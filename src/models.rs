use chrono::{DateTime, Utc};
use serde::{Deserialize, Serialize};
use std::fmt;

use crate::validator::ValidationResult;

// 分词结果结构
#[derive(Debug, Serialize, Deserialize, Clone, PartialEq, Eq)]
pub struct TokenPart {
    pub text: String,
    #[serde(default, skip_serializing_if = "Option::is_none")]
    pub reading: Option<String>,
}

impl TokenPart {
    pub fn plain(text: impl Into<String>) -> Self {
        Self {
            text: text.into(),
            reading: None,
        }
    }

    pub fn with_reading(text: impl Into<String>, reading: impl Into<String>) -> Self {
        Self {
            text: text.into(),
            reading: Some(reading.into()),
        }
    }
}

#[derive(Debug, Serialize, Deserialize, Clone, PartialEq, Eq)]
#[serde(rename_all = "camelCase")]
pub struct Token {
    pub surface: String,
    pub base_form: String,
    pub part_of_speech: PartOfSpeech,
    pub parts: Vec<TokenPart>,
}

impl Token {
    /// 用于词汇校验的词：优先辞书形，缺失时退回表层形
    pub fn lookup_word(&self) -> &str {
        if self.base_form.is_empty() {
            &self.surface
        } else {
            &self.base_form
        }
    }

    /// 振假名朗读串：有读音的部分用读音，其余用原文
    pub fn reading_text(&self) -> String {
        self.parts
            .iter()
            .map(|p| p.reading.as_deref().unwrap_or(&p.text))
            .collect()
    }
}

// 词性（封闭集合，未映射的标签原样小写保留）
#[derive(Debug, Clone, PartialEq, Eq, Hash, Serialize, Deserialize)]
#[serde(from = "String", into = "String")]
pub enum PartOfSpeech {
    Noun,
    Verb,
    Adjective,
    Adverb,
    Particle,
    Auxiliary,
    Conjunction,
    Interjection,
    Adnominal,
    Pronoun,
    Prefix,
    Suffix,
    Punctuation,
    Whitespace,
    Unknown,
    Other(String),
}

impl PartOfSpeech {
    /// IPADIC / UniDic 的大分类标签
    pub fn from_tag(tag: &str) -> Self {
        match tag {
            "" | "*" => PartOfSpeech::Unknown,
            "名詞" => PartOfSpeech::Noun,
            "動詞" => PartOfSpeech::Verb,
            "形容詞" | "形状詞" => PartOfSpeech::Adjective,
            "副詞" => PartOfSpeech::Adverb,
            "助詞" => PartOfSpeech::Particle,
            "助動詞" => PartOfSpeech::Auxiliary,
            "接続詞" => PartOfSpeech::Conjunction,
            "感動詞" => PartOfSpeech::Interjection,
            "連体詞" => PartOfSpeech::Adnominal,
            "代名詞" => PartOfSpeech::Pronoun,
            "接頭辞" | "接頭詞" => PartOfSpeech::Prefix,
            "接尾辞" => PartOfSpeech::Suffix,
            "記号" | "補助記号" => PartOfSpeech::Punctuation,
            "空白" => PartOfSpeech::Whitespace,
            other => PartOfSpeech::Other(other.to_lowercase()),
        }
    }

    pub fn as_str(&self) -> &str {
        match self {
            PartOfSpeech::Noun => "noun",
            PartOfSpeech::Verb => "verb",
            PartOfSpeech::Adjective => "adjective",
            PartOfSpeech::Adverb => "adverb",
            PartOfSpeech::Particle => "particle",
            PartOfSpeech::Auxiliary => "auxiliary",
            PartOfSpeech::Conjunction => "conjunction",
            PartOfSpeech::Interjection => "interjection",
            PartOfSpeech::Adnominal => "adnominal",
            PartOfSpeech::Pronoun => "pronoun",
            PartOfSpeech::Prefix => "prefix",
            PartOfSpeech::Suffix => "suffix",
            PartOfSpeech::Punctuation => "punctuation",
            PartOfSpeech::Whitespace => "whitespace",
            PartOfSpeech::Unknown => "unknown",
            PartOfSpeech::Other(tag) => tag,
        }
    }
}

impl From<String> for PartOfSpeech {
    fn from(value: String) -> Self {
        match value.as_str() {
            "noun" => PartOfSpeech::Noun,
            "verb" => PartOfSpeech::Verb,
            "adjective" => PartOfSpeech::Adjective,
            "adverb" => PartOfSpeech::Adverb,
            "particle" => PartOfSpeech::Particle,
            "auxiliary" => PartOfSpeech::Auxiliary,
            "conjunction" => PartOfSpeech::Conjunction,
            "interjection" => PartOfSpeech::Interjection,
            "adnominal" => PartOfSpeech::Adnominal,
            "pronoun" => PartOfSpeech::Pronoun,
            "prefix" => PartOfSpeech::Prefix,
            "suffix" => PartOfSpeech::Suffix,
            "punctuation" => PartOfSpeech::Punctuation,
            "whitespace" => PartOfSpeech::Whitespace,
            "" | "unknown" => PartOfSpeech::Unknown,
            _ => PartOfSpeech::Other(value),
        }
    }
}

impl From<PartOfSpeech> for String {
    fn from(value: PartOfSpeech) -> Self {
        match value {
            PartOfSpeech::Other(tag) => tag,
            other => other.as_str().to_string(),
        }
    }
}

impl fmt::Display for PartOfSpeech {
    fn fmt(&self, f: &mut fmt::Formatter<'_>) -> fmt::Result {
        f.write_str(self.as_str())
    }
}

// 故事结构
#[derive(Debug, Serialize, Deserialize, Clone, Default)]
#[serde(rename_all = "camelCase")]
pub struct Story {
    pub id: String,
    pub metadata: StoryMetadata,
    #[serde(default)]
    pub chapters: Vec<Chapter>,
}

#[derive(Debug, Serialize, Deserialize, Clone, Default)]
#[serde(rename_all = "camelCase")]
pub struct StoryMetadata {
    pub title: String,
    #[serde(default, skip_serializing_if = "Option::is_none")]
    pub title_japanese: Option<String>,
    #[serde(default, skip_serializing_if = "Vec::is_empty")]
    pub title_tokens: Vec<Token>,
    pub jlpt_level: String,
    #[serde(default)]
    pub genre: String,
    #[serde(default, skip_serializing_if = "Option::is_none")]
    pub theme: Option<String>,
    #[serde(default)]
    pub summary: String,
    #[serde(default, skip_serializing_if = "Option::is_none")]
    pub created_date: Option<DateTime<Utc>>,
    #[serde(default, skip_serializing_if = "Option::is_none")]
    pub vocabulary_validation: Option<ValidationResult>,
    #[serde(default, skip_serializing_if = "Option::is_none")]
    pub generation_attempts: Option<u32>,
    #[serde(default, skip_serializing_if = "Option::is_none")]
    pub validation_passed_on_retry: Option<bool>,
    #[serde(default, skip_serializing_if = "std::ops::Not::not")]
    pub simplifier_used: bool,
}

#[derive(Debug, Serialize, Deserialize, Clone, Default)]
#[serde(rename_all = "camelCase")]
pub struct Chapter {
    pub id: String,
    pub number: u32,
    #[serde(default)]
    pub title: String,
    #[serde(default, skip_serializing_if = "Option::is_none")]
    pub title_japanese: Option<String>,
    #[serde(default, skip_serializing_if = "Vec::is_empty")]
    pub title_tokens: Vec<Token>,
    #[serde(default)]
    pub content: Vec<Segment>,
}

#[derive(Debug, Serialize, Deserialize, Clone, PartialEq, Eq, Default)]
#[serde(rename_all = "lowercase")]
pub enum SegmentType {
    #[default]
    Narration,
    Dialogue,
    Thought,
}

#[derive(Debug, Serialize, Deserialize, Clone, Default)]
#[serde(rename_all = "camelCase")]
pub struct Segment {
    pub id: String,
    #[serde(rename = "type", default)]
    pub segment_type: SegmentType,
    #[serde(default, skip_serializing_if = "Option::is_none")]
    pub speaker: Option<String>,
    pub text: String,
    #[serde(default, skip_serializing_if = "Vec::is_empty")]
    pub tokens: Vec<Token>,
}

impl Story {
    /// 故事标题、章节标题和正文的全部分词结果
    pub fn all_tokens(&self) -> Vec<Token> {
        let mut tokens = Vec::new();
        for chapter in &self.chapters {
            tokens.extend(chapter.title_tokens.iter().cloned());
            for segment in &chapter.content {
                tokens.extend(segment.tokens.iter().cloned());
            }
        }
        tokens.extend(self.metadata.title_tokens.iter().cloned());
        tokens
    }
}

*TASK ITEM*:
Your answer should consist of each line above in which "Suffix" appears.

*EXERCISE RESPONSE*:
    Suffix,
            "接尾辞" => PartOfSpeech::Suffix,
            PartOfSpeech::Suffix => "suffix",
            "suffix" => PartOfSpeech::Suffix,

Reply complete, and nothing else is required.